**Work request**
Could you retype, exactly as written, every line from the top of the records through the line that contains "pub const DISPLAY1_START: u16 = 0xE00;"?

START The records

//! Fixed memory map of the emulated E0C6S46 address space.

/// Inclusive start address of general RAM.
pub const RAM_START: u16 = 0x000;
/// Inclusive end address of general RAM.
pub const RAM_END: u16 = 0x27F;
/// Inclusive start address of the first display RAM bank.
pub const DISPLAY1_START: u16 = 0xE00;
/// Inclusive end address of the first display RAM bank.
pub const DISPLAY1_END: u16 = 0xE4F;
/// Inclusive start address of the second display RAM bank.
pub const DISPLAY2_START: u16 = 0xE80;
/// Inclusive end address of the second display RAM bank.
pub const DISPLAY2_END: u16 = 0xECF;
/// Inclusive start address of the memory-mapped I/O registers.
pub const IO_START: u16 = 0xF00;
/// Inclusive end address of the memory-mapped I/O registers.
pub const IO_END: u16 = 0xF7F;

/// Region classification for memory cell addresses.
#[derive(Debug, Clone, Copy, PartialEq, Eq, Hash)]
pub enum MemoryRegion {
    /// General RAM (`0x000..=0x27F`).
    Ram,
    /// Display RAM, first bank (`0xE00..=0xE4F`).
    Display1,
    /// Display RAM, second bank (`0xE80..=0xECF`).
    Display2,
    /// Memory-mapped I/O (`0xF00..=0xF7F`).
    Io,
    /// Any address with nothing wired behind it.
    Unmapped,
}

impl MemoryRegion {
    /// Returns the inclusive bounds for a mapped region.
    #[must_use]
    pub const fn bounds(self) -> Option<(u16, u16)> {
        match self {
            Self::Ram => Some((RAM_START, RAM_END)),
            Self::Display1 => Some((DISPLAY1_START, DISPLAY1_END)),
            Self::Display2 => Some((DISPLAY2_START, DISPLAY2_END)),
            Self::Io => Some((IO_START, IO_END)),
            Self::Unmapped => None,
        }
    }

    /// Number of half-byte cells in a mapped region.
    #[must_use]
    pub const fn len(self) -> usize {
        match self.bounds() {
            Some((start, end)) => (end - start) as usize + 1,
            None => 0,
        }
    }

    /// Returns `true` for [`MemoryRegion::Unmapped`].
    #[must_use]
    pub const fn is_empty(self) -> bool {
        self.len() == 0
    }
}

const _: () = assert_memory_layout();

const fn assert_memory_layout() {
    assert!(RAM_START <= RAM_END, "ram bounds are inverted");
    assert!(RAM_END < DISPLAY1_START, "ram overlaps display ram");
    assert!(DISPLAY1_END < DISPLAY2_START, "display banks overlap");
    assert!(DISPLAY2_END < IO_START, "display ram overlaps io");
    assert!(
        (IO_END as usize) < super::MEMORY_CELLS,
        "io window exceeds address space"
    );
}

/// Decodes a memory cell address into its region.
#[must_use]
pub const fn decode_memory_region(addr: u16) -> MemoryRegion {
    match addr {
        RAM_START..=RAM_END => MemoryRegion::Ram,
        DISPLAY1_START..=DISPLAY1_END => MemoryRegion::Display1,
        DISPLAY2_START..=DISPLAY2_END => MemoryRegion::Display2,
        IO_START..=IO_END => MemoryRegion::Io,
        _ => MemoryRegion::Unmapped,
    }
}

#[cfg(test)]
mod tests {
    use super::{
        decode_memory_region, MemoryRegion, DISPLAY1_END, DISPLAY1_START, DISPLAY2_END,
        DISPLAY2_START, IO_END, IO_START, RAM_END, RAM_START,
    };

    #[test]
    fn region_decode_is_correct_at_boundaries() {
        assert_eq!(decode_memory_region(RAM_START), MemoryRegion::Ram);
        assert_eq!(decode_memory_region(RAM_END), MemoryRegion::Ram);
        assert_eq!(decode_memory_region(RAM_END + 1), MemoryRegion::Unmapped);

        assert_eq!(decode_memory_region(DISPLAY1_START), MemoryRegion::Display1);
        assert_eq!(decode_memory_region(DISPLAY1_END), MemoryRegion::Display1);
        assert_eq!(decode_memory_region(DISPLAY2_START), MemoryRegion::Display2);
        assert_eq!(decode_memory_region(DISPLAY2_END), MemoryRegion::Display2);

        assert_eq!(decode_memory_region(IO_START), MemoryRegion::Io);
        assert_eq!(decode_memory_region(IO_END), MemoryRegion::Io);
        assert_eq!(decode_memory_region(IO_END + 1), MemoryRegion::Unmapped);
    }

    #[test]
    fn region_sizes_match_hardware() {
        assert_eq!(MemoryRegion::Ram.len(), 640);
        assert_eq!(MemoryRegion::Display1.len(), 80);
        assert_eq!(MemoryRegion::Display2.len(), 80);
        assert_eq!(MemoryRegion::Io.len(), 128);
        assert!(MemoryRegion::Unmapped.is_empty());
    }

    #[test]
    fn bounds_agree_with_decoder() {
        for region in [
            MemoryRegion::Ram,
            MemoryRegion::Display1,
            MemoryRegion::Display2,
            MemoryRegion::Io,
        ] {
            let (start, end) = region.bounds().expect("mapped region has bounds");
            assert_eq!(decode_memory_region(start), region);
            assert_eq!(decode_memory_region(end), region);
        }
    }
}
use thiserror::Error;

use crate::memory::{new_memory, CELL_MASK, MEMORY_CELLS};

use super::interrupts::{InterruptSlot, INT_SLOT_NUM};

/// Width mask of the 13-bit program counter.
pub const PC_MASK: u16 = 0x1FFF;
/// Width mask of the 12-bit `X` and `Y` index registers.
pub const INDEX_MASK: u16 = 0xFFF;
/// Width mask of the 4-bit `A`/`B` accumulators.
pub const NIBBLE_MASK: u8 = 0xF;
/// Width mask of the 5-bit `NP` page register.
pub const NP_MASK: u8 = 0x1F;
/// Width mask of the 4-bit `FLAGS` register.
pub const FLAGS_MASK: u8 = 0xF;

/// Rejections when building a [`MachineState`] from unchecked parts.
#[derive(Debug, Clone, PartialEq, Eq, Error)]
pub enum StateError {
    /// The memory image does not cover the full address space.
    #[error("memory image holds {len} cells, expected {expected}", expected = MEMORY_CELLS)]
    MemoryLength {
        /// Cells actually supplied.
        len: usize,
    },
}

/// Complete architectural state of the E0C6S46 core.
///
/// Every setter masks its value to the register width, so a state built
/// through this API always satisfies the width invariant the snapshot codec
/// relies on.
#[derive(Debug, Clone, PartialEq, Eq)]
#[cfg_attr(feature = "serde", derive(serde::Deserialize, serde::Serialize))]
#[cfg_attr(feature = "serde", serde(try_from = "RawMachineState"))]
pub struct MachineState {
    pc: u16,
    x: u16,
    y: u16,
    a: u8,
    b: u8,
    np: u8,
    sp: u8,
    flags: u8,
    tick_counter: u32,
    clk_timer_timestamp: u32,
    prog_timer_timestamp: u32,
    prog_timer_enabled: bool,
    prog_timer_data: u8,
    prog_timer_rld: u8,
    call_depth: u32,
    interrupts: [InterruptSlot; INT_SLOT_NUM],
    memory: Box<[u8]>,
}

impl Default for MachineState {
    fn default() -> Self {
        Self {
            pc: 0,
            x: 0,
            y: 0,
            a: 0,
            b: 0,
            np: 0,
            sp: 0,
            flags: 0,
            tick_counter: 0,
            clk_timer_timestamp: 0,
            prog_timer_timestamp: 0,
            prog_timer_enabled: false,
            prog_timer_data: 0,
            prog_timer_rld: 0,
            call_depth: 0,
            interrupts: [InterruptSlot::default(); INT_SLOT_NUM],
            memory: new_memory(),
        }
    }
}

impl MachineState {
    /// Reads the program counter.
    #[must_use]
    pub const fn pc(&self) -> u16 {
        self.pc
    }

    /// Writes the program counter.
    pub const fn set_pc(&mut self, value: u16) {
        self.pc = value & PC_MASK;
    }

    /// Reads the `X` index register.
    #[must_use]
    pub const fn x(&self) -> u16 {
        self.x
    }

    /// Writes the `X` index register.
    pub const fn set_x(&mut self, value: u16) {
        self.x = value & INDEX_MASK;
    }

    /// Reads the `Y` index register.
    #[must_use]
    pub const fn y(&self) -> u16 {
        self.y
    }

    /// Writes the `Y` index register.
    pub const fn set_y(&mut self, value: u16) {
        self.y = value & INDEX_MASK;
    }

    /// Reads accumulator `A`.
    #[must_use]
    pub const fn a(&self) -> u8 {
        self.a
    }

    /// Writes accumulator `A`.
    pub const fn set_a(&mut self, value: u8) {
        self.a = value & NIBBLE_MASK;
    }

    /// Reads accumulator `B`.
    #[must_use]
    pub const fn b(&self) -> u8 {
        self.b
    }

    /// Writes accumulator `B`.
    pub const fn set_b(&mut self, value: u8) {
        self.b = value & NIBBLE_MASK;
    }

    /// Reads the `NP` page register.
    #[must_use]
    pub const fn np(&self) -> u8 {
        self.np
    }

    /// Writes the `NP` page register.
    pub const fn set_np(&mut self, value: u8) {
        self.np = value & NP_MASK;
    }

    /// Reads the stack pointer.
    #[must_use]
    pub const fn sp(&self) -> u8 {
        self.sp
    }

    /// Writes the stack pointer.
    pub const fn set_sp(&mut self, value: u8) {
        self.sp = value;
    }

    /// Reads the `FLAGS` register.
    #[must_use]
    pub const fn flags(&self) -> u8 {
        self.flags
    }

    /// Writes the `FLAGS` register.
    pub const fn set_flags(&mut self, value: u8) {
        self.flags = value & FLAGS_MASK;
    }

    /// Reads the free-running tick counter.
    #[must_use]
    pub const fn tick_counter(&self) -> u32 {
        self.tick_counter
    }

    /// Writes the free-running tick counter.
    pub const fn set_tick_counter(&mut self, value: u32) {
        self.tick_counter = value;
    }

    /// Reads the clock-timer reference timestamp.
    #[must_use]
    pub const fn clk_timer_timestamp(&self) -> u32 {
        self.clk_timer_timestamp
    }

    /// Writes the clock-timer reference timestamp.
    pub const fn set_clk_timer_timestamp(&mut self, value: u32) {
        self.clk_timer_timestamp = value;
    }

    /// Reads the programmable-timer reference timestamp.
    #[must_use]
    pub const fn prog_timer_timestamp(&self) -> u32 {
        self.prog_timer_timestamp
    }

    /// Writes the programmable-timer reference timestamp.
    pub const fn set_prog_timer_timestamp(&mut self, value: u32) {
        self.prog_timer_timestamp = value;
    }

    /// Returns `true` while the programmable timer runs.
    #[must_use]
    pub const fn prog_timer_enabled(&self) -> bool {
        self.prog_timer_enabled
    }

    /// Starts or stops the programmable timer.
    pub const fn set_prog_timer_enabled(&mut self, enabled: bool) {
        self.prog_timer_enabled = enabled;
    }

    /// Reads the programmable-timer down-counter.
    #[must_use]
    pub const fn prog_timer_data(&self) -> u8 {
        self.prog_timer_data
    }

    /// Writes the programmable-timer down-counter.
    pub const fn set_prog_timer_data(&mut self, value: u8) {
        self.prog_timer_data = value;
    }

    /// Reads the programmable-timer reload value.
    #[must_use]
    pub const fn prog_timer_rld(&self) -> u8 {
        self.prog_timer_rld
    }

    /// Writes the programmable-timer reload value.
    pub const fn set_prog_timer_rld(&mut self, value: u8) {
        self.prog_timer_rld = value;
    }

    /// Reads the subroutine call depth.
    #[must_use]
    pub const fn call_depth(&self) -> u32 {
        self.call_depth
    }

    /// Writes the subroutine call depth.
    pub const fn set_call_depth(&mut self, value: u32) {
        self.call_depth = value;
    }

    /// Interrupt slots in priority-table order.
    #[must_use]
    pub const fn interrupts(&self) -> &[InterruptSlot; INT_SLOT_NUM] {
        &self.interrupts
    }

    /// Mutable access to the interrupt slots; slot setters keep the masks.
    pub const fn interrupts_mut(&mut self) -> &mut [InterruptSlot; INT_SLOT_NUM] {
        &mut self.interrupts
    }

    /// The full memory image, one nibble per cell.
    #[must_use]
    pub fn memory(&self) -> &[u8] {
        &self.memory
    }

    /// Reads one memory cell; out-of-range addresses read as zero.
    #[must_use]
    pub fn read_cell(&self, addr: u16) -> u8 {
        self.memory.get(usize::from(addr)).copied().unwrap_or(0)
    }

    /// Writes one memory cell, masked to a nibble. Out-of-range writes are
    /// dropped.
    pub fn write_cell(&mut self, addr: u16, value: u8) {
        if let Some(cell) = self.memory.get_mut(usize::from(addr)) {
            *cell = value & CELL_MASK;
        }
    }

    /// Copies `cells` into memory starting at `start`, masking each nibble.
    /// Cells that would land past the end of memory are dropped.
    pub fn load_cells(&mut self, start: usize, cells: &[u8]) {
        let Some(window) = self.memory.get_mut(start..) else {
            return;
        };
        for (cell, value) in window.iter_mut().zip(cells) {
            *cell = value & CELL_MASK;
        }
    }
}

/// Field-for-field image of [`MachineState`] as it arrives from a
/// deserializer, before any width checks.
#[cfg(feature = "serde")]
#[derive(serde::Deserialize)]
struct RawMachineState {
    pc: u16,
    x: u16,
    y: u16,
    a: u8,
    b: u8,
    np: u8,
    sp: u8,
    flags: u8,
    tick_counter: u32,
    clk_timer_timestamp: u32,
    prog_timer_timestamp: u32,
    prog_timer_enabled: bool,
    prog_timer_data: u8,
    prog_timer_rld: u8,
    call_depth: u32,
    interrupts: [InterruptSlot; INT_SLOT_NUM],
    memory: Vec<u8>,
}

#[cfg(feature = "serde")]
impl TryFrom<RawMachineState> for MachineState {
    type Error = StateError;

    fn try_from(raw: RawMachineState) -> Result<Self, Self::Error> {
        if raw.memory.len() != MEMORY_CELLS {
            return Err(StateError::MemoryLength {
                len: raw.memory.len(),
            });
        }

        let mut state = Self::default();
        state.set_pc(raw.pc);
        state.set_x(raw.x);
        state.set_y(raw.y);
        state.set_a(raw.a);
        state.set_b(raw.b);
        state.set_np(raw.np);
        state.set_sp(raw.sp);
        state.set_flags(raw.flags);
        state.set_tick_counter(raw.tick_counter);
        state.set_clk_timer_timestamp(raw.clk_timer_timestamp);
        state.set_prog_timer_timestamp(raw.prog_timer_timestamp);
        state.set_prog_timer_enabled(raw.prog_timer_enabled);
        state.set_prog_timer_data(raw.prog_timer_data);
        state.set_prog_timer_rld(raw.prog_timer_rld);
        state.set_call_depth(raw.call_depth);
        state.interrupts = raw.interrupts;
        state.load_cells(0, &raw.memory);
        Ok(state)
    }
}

END The records

**Solved problem**
//! Fixed memory map of the emulated E0C6S46 address space.

/// Inclusive start address of general RAM.
pub const RAM_START: u16 = 0x000;
/// Inclusive end address of general RAM.
pub const RAM_END: u16 = 0x27F;
/// Inclusive start address of the first display RAM bank.
pub const DISPLAY1_START: u16 = 0xE00;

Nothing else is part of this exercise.